Sacks recently spoken on the BBC on the current situation in the Middle East. Over the last three years, 200,000 men, women and children have been slaughtered there in the most horrendous conditions, including torture, debilitating gassing, and even cannibalism. This very week, al Baghadi, leader of the al Qaeda offshoot ISIS, has proclaimed himself Caliph, and is surging through Iraq, killing thousands as he does so, with young British Jihadis among his ranks. What was the Rabbi’s message under these circumstances?
Lord Sacks chose to take a historical perspective. He equated current blood-letting between Sunnis and Shias with internecine Jewish conflicts, which he blamed for the destruction of the Second Temple in A.D. 70. He chose not to mention the brutal mass-murders currently soiling these lands.
Rabbi Sacks’s conclusion was, “When conflicts within a faith cost lives within that faith, religion must cease to be the pursuit of power and become again what it was meant to be: God’s call to compassion for the powerless.”
For all his good intentions, this Buddhist call for compassion is too weak a message for today. It reminds us of Gandhi’s worse call for Jewish non-resistance during the Holocaust. Sacks’s inaccurate equation of the current dispute between Muslims with an ancient dispute between Jews also enables the Jihadis to wrongly claim that any criticism of them by Jews is hypocritical. What Sacks should be saying is “Stop fighting! Stop torturing! Stop killing! And if you don’t, Allah and the World will make you pay for your crimes.”
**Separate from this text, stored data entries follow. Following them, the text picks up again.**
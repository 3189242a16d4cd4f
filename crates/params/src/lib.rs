//! Analysis parameter bundles.
//!
//! This crate provides:
//! - The YAML `AnalysisParams` document with a default for every option
//! - Resolution of hour-valued options into sample counts for the engine
//! - Validation with path-addressed errors and warnings
//! - A filesystem loader

pub mod loader;
pub mod resolved;
pub mod schema;
pub mod validation;

pub use loader::{load_params, parse_params, ParamsError};
pub use resolved::{
    DetectionSettings, FirstResponseSettings, ResolvedParams, ResponseSettings,
    ReturnToBaselineSettings,
};
pub use schema::{AnalysisParams, AnalysisParamsSpec, BaselineStatistic, VariabilityMethod};
pub use validation::{validate_analysis_params, ValidationResult};
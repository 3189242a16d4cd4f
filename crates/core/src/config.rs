use std::env;
use std::path::PathBuf;

use serde::{Deserialize, Serialize};

/// Load .env file (silently ignores if missing).
pub fn load_dotenv() {
    dotenvy::dotenv().ok();
}

fn env_or(key: &str, default: &str) -> String {
    env::var(key).unwrap_or_else(|_| default.to_string())
}

fn env_opt(key: &str) -> Option<String> {
    env::var(key).ok().filter(|s| !s.is_empty())
}

/// Read a profiled env var: tries {PROFILE}_{KEY} first, falls back to {KEY}.
fn profiled_env_opt(profile: &str, key: &str) -> Option<String> {
    if !profile.is_empty() {
        let prefixed = format!("{}_{}", profile, key);
        if let Some(v) = env_opt(&prefixed) {
            return Some(v);
        }
    }
    env_opt(key)
}

fn profiled_env_or(profile: &str, key: &str, default: &str) -> String {
    profiled_env_opt(profile, key).unwrap_or_else(|| default.to_string())
}

fn profiled_env_usize(profile: &str, key: &str, default: usize) -> usize {
    profiled_env_opt(profile, key)
        .and_then(|v| v.parse().ok())
        .unwrap_or(default)
}

// ── Engine config ─────────────────────────────────────────────

/// Process-level settings for running analyses.
///
/// Analysis parameters (thresholds, windows) live in the YAML parameter
/// bundle; this only covers how the process runs.
#[derive(Debug, Clone, Serialize, Deserialize)]
pub struct EngineConfig {
    /// Active profile name (empty = default).
    pub profile: String,
    /// Number of worker threads. 0 = available parallelism.
    pub worker_threads: usize,
    /// Parameter bundle path, if configured.
    pub params_path: Option<PathBuf>,
    /// Default tracing filter when `RUST_LOG` is unset.
    pub log_filter: String,
}

impl EngineConfig {
    /// Build config from environment variables (call `load_dotenv()` first).
    /// Profile is read from `AIRSHED_PROFILE`. When set (e.g. `FIELD`), every
    /// key is first looked up as `{PROFILE}_{KEY}`, falling back to `{KEY}`.
    pub fn from_env() -> Self {
        let profile = env_or("AIRSHED_PROFILE", "").to_uppercase();
        Self::for_profile(&profile)
    }

    /// Build config for a specific named profile (empty string = default).
    pub fn for_profile(profile: &str) -> Self {
        let p = profile.to_uppercase();
        let p = p.as_str();
        Self {
            profile: p.to_string(),
            worker_threads: profiled_env_usize(p, "AIRSHED_WORKER_THREADS", 0),
            params_path: profiled_env_opt(p, "AIRSHED_PARAMS").map(PathBuf::from),
            log_filter: profiled_env_or(p, "AIRSHED_LOG", "info"),
        }
    }

    pub fn profile_label(&self) -> &str {
        if self.profile.is_empty() { "default" } else { &self.profile }
    }

    /// Resolve worker thread count (0 means use available parallelism).
    pub fn resolved_worker_threads(&self) -> usize {
        if self.worker_threads == 0 {
            std::thread::available_parallelism()
                .map(|n| n.get())
                .unwrap_or(4)
        } else {
            self.worker_threads
        }
    }

    /// Print a summary for startup logs.
    pub fn log_summary(&self) {
        tracing::info!("Config loaded (profile: {}):", self.profile_label());
        tracing::info!("  workers:     {}", self.resolved_worker_threads());
        tracing::info!(
            "  params:      {}",
            self.params_path
                .as_deref()
                .map(|p| p.display().to_string())
                .unwrap_or_else(|| "(defaults)".to_string())
        );
        tracing::info!("  log filter:  {}", self.log_filter);
    }
}

impl Default for EngineConfig {
    fn default() -> Self {
        Self {
            profile: String::new(),
            worker_threads: 0,
            params_path: None,
            log_filter: "info".to_string(),
        }
    }
}
//! In-memory relay implementation for testing

use super::{async_trait, Relay};
use crate::{Error, PartyIndex, Result, SessionId};
use dashmap::DashMap;
use serde::{de::DeserializeOwned, Serialize};
use std::collections::BTreeMap;
use std::sync::Arc;
use std::time::Duration;
use tokio::sync::broadcast;
use tokio::time::Instant;
use tracing::warn;

/// Default time a party waits for one round before giving up
pub const DEFAULT_ROUND_TIMEOUT: Duration = Duration::from_secs(300);

type BroadcastKey = (SessionId, u32);
type DirectKey = (SessionId, u32, PartyIndex);

/// In-memory message relay for local testing
pub struct MemoryRelay {
    /// Broadcast messages: (session_id, round) -> sender -> message_bytes
    broadcasts: Arc<DashMap<BroadcastKey, BTreeMap<PartyIndex, Vec<u8>>>>,
    /// Direct messages: (session_id, round, to) -> sender -> message_bytes
    directs: Arc<DashMap<DirectKey, BTreeMap<PartyIndex, Vec<u8>>>>,
    /// Notification channel
    notify: broadcast::Sender<()>,
    round_timeout: Duration,
}

impl MemoryRelay {
    /// Create a new in-memory relay
    pub fn new() -> Self {
        Self::with_timeout(DEFAULT_ROUND_TIMEOUT)
    }

    /// Create a relay whose `collect_*` calls fail after `round_timeout`
    pub fn with_timeout(round_timeout: Duration) -> Self {
        let (notify, _) = broadcast::channel(100);
        Self {
            broadcasts: Arc::new(DashMap::new()),
            directs: Arc::new(DashMap::new()),
            notify,
            round_timeout,
        }
    }
}

impl Default for MemoryRelay {
    fn default() -> Self {
        Self::new()
    }
}

fn serialize<T: Serialize>(value: &T) -> Result<Vec<u8>> {
    serde_json::to_vec(value).map_err(|e| Error::Serialization(e.to_string()))
}

/// Decode the messages of `from`, naming every sender whose payload is malformed
fn deserialize_all<T: DeserializeOwned>(
    messages: &BTreeMap<PartyIndex, Vec<u8>>,
    round: u32,
    from: &[PartyIndex],
) -> Result<BTreeMap<PartyIndex, T>> {
    let mut decoded = BTreeMap::new();
    let mut malformed = Vec::new();
    let mut reason = String::new();
    for j in from {
        match serde_json::from_slice(&messages[j]) {
            Ok(msg) => {
                decoded.insert(*j, msg);
            }
            Err(e) => {
                warn!(round, from = j, error = %e, "Malformed message");
                if malformed.is_empty() {
                    reason = e.to_string();
                }
                malformed.push(*j);
            }
        }
    }
    if malformed.is_empty() {
        Ok(decoded)
    } else {
        Err(Error::MalformedMessage {
            round,
            from: malformed,
            reason,
        })
    }
}

/// Store a message; a second message from the same sender is ignored
fn store<K>(map: &DashMap<K, BTreeMap<PartyIndex, Vec<u8>>>, key: K, from: PartyIndex, bytes: Vec<u8>)
where
    K: std::hash::Hash + Eq,
{
    let mut slot = map.entry(key).or_default();
    if slot.contains_key(&from) {
        warn!(from, "Dropping duplicate message");
        return;
    }
    slot.insert(from, bytes);
}

impl MemoryRelay {
    async fn wait_for<K, T>(
        &self,
        map: &DashMap<K, BTreeMap<PartyIndex, Vec<u8>>>,
        key: K,
        round: u32,
        from: &[PartyIndex],
    ) -> Result<BTreeMap<PartyIndex, T>>
    where
        K: std::hash::Hash + Eq,
        T: DeserializeOwned,
    {
        let mut rx = self.notify.subscribe();
        let deadline = Instant::now() + self.round_timeout;

        loop {
            let missing: Vec<PartyIndex> = match map.get(&key) {
                Some(messages) => {
                    let missing: Vec<PartyIndex> = from
                        .iter()
                        .filter(|j| !messages.contains_key(j))
                        .copied()
                        .collect();
                    if missing.is_empty() {
                        return deserialize_all(&messages, round, from);
                    }
                    missing
                }
                None => from.to_vec(),
            };

            if Instant::now() >= deadline {
                return Err(Error::Timeout { round, missing });
            }

            // Wait for notification with timeout
            tokio::select! {
                _ = rx.recv() => continue,
                _ = tokio::time::sleep(Duration::from_millis(100)) => continue,
            }
        }
    }
}

#[async_trait]
impl Relay for MemoryRelay {
    async fn broadcast<T: Serialize + Send + Sync>(
        &self,
        session_id: &SessionId,
        round: u32,
        from: PartyIndex,
        message: &T,
    ) -> Result<()> {
        let bytes = serialize(message)?;
        store(&self.broadcasts, (*session_id, round), from, bytes);

        let _ = self.notify.send(());
        Ok(())
    }

    async fn send_direct<T: Serialize + Send + Sync>(
        &self,
        session_id: &SessionId,
        round: u32,
        from: PartyIndex,
        to: PartyIndex,
        message: &T,
    ) -> Result<()> {
        let bytes = serialize(message)?;
        store(&self.directs, (*session_id, round, to), from, bytes);

        let _ = self.notify.send(());
        Ok(())
    }

    async fn collect_broadcasts<T: DeserializeOwned + Send>(
        &self,
        session_id: &SessionId,
        round: u32,
        from: &[PartyIndex],
    ) -> Result<BTreeMap<PartyIndex, T>> {
        self.wait_for(&self.broadcasts, (*session_id, round), round, from)
            .await
    }

    async fn collect_direct<T: DeserializeOwned + Send>(
        &self,
        session_id: &SessionId,
        round: u32,
        to: PartyIndex,
        from: &[PartyIndex],
    ) -> Result<BTreeMap<PartyIndex, T>> {
        self.wait_for(&self.directs, (*session_id, round, to), round, from)
            .await
    }
}

#[cfg(test)]
mod tests {
    use super::*;
    use serde::{Deserialize, Serialize};

    #[derive(Debug, Clone, Serialize, Deserialize, PartialEq)]
    struct TestMessage {
        value: u32,
    }

    #[tokio::test]
    async fn test_broadcast() {
        let relay = MemoryRelay::new();
        let session_id = [0u8; 32];

        relay.broadcast(&session_id, 1, 2, &TestMessage { value: 42 }).await.unwrap();
        relay.broadcast(&session_id, 1, 1, &TestMessage { value: 43 }).await.unwrap();

        let messages: BTreeMap<PartyIndex, TestMessage> =
            relay.collect_broadcasts(&session_id, 1, &[1, 2]).await.unwrap();

        assert_eq!(messages.len(), 2);
        assert_eq!(messages[&1].value, 43);
        assert_eq!(messages[&2].value, 42);
    }

    #[tokio::test]
    async fn test_direct() {
        let relay = MemoryRelay::new();
        let session_id = [0u8; 32];

        relay.send_direct(&session_id, 1, 3, 1, &TestMessage { value: 100 }).await.unwrap();

        let messages: BTreeMap<PartyIndex, TestMessage> =
            relay.collect_direct(&session_id, 1, 1, &[3]).await.unwrap();

        assert_eq!(messages.len(), 1);
        assert_eq!(messages[&3].value, 100);
    }

    #[tokio::test]
    async fn test_duplicate_sender_ignored() {
        let relay = MemoryRelay::new();
        let session_id = [1u8; 32];

        relay.broadcast(&session_id, 2, 1, &TestMessage { value: 1 }).await.unwrap();
        relay.broadcast(&session_id, 2, 1, &TestMessage { value: 2 }).await.unwrap();

        let messages: BTreeMap<PartyIndex, TestMessage> =
            relay.collect_broadcasts(&session_id, 2, &[1]).await.unwrap();
        assert_eq!(messages[&1].value, 1);
    }

    #[tokio::test]
    async fn test_timeout_names_missing_senders() {
        let relay = MemoryRelay::with_timeout(Duration::from_millis(250));
        let session_id = [2u8; 32];

        relay.broadcast(&session_id, 3, 1, &TestMessage { value: 7 }).await.unwrap();

        let err = relay
            .collect_broadcasts::<TestMessage>(&session_id, 3, &[1, 2, 4])
            .await
            .unwrap_err();
        match err {
            Error::Timeout { round, missing } => {
                assert_eq!(round, 3);
                assert_eq!(missing, vec![2, 4]);
            }
            other => panic!("unexpected error: {other}"),
        }
    }

    #[tokio::test]
    async fn test_malformed_payload_names_sender() {
        let relay = MemoryRelay::new();
        let session_id = [3u8; 32];

        relay.broadcast(&session_id, 4, 1, &TestMessage { value: 1 }).await.unwrap();
        relay.broadcast(&session_id, 4, 2, &"not a message").await.unwrap();
        relay.broadcast(&session_id, 4, 3, &TestMessage { value: 3 }).await.unwrap();

        let err = relay
            .collect_broadcasts::<TestMessage>(&session_id, 4, &[1, 2, 3])
            .await
            .unwrap_err();
        match err {
            Error::MalformedMessage { round, ref from, .. } => {
                assert_eq!(round, 4);
                assert_eq!(from, &vec![2]);
            }
            ref other => panic!("unexpected error: {other}"),
        }

        let err = err.at_stage(crate::Stage::Sign(5));
        assert_eq!(err.culprits(), &[2]);
        assert!(err.is_protocol_violation());
    }
}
Dr. George Wilkes, Director of the Religion in War Project, Edinburgh University, was taken aback by the statement. “Rabbi Sacks sounds an important note in promoting conciliation,” he told me. “But his comparison with Jews in Roman Palestine is shocking, because it focuses attention away from current atrocities.”
Rabbi Jeremy Rosen, author of “Beyond the Pulpit” and rabbi to the Persian Jewish Center of Manhattan, New York, also found fault in the Jewish Muslim equation. “To compare religious conflicts that took place two thousand years ago to those happening today is not only misleading but dangerous in implying an equivalence, particularly when Jews and Israelis are being demonized around the world, I am staggered at the inappropriateness of his words.”
As excuse for their crimes, Jihadis often misquote the Quranic verse, “Kill them wherever you find them.” I say instead “Speak out against evil, wherever you find it.”
Lord Sacks’s final word should have been direct, clear, categorical and forceful, and addressed to the murderers on all sides in the region, and the prospective followers of the Caliph in the UK: “You’re breaking the supreme law! Thou shalt not murder! Stop fighting!”